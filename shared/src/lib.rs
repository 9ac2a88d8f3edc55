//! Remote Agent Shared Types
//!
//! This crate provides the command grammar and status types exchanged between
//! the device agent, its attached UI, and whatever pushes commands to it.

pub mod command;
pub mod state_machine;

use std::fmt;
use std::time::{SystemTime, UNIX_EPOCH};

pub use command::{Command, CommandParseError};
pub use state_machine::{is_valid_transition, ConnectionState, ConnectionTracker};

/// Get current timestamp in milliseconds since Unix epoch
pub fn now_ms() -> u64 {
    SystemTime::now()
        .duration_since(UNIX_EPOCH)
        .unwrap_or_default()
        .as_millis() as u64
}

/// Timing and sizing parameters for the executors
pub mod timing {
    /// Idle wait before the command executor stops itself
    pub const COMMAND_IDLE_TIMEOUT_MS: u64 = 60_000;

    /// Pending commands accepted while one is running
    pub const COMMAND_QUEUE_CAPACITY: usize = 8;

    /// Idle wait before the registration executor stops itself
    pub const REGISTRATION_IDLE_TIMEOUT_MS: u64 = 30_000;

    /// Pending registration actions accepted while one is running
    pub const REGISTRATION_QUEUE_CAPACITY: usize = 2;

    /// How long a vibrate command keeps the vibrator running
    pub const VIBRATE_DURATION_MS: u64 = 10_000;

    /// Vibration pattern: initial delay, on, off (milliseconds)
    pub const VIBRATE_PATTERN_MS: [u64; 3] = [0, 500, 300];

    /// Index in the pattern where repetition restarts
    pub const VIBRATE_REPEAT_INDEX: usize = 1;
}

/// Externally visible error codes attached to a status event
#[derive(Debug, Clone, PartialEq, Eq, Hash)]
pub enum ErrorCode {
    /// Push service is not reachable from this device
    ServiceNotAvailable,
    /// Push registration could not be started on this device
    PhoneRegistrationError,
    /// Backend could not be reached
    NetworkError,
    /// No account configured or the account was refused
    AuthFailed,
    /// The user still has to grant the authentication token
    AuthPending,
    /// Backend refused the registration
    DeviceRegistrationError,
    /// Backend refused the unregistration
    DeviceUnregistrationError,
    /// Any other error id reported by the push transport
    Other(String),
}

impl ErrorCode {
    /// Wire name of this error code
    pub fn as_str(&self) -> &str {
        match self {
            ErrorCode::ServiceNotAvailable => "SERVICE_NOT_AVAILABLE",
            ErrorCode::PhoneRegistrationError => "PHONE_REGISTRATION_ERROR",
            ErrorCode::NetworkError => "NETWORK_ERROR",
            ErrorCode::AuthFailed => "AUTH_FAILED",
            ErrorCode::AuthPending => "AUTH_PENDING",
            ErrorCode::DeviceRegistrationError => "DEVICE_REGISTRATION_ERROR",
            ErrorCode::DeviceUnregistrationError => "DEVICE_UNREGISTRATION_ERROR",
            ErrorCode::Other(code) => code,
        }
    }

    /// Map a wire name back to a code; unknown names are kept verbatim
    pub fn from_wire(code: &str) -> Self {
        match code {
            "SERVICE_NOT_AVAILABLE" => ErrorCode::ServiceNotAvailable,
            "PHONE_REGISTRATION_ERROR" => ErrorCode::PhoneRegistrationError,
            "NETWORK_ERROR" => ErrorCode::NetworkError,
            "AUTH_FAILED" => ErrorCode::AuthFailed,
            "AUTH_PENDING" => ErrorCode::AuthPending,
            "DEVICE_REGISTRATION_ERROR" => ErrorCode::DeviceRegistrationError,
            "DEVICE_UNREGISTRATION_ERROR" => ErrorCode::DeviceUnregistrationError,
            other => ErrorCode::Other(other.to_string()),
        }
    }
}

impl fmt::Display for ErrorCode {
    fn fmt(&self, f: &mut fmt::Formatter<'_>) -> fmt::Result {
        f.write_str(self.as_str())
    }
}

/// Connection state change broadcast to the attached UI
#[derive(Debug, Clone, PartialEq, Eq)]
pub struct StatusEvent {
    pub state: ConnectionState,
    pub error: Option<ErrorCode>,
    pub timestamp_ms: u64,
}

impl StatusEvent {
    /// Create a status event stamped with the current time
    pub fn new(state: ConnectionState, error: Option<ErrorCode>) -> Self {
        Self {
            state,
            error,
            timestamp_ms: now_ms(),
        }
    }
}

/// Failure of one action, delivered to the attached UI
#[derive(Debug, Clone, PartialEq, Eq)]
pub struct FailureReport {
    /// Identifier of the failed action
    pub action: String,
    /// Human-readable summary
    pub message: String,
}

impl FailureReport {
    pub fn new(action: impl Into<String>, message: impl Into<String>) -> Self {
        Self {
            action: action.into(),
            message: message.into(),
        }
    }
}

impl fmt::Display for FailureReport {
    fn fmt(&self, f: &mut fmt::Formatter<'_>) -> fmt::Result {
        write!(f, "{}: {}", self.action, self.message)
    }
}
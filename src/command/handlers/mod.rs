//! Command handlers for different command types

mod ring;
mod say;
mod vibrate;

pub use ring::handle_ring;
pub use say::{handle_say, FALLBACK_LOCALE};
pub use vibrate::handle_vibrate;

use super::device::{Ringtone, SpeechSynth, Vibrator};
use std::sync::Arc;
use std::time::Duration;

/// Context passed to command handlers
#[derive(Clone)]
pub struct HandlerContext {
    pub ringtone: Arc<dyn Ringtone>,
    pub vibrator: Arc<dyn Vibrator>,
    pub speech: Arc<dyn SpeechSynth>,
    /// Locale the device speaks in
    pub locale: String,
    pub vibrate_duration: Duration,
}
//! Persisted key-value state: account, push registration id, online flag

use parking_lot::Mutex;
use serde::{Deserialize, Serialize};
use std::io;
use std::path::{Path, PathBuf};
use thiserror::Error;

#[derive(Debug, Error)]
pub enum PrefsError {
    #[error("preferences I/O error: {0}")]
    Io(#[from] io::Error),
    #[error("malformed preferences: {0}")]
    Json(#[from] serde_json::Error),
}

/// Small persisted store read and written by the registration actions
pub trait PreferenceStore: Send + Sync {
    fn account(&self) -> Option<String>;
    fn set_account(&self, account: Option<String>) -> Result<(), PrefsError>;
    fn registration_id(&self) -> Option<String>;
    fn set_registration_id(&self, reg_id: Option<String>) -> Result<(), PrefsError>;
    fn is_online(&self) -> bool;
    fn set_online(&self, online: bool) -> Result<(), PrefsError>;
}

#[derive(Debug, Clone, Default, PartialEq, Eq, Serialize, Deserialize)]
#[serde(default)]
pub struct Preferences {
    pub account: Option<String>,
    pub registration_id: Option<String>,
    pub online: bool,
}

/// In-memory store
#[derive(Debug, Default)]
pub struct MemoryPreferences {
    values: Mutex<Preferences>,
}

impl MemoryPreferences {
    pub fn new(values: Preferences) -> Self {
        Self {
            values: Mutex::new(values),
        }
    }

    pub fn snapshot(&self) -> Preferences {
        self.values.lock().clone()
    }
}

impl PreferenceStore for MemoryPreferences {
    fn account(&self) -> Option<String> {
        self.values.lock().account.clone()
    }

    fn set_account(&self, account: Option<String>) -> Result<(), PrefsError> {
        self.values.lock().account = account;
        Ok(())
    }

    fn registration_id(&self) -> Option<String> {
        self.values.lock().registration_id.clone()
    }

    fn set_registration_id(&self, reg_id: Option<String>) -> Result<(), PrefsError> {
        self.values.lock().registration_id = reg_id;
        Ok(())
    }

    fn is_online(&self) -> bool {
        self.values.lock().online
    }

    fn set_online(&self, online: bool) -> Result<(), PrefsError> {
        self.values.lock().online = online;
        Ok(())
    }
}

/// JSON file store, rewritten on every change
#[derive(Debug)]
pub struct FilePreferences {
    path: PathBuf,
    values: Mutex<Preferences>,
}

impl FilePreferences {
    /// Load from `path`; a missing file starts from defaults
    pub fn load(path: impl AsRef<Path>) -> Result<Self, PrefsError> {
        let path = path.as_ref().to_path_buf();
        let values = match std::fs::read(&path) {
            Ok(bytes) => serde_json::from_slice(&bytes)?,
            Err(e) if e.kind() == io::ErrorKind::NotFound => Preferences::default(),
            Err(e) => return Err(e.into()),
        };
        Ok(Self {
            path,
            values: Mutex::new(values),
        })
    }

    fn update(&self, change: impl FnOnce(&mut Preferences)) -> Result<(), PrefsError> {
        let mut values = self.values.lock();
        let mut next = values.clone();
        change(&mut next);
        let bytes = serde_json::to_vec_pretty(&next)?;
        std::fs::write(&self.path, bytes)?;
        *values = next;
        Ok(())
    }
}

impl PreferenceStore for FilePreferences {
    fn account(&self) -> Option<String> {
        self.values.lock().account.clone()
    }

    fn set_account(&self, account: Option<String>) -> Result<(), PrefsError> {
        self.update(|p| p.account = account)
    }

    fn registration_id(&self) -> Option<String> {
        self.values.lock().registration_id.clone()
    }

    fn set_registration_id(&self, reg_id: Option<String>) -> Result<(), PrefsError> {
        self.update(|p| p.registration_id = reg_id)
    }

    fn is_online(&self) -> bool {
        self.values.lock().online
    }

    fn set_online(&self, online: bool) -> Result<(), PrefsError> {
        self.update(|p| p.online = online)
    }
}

::::

Problem details - Working through the entries line by line, count those containing "commands" and report only the number.

Answer section - 2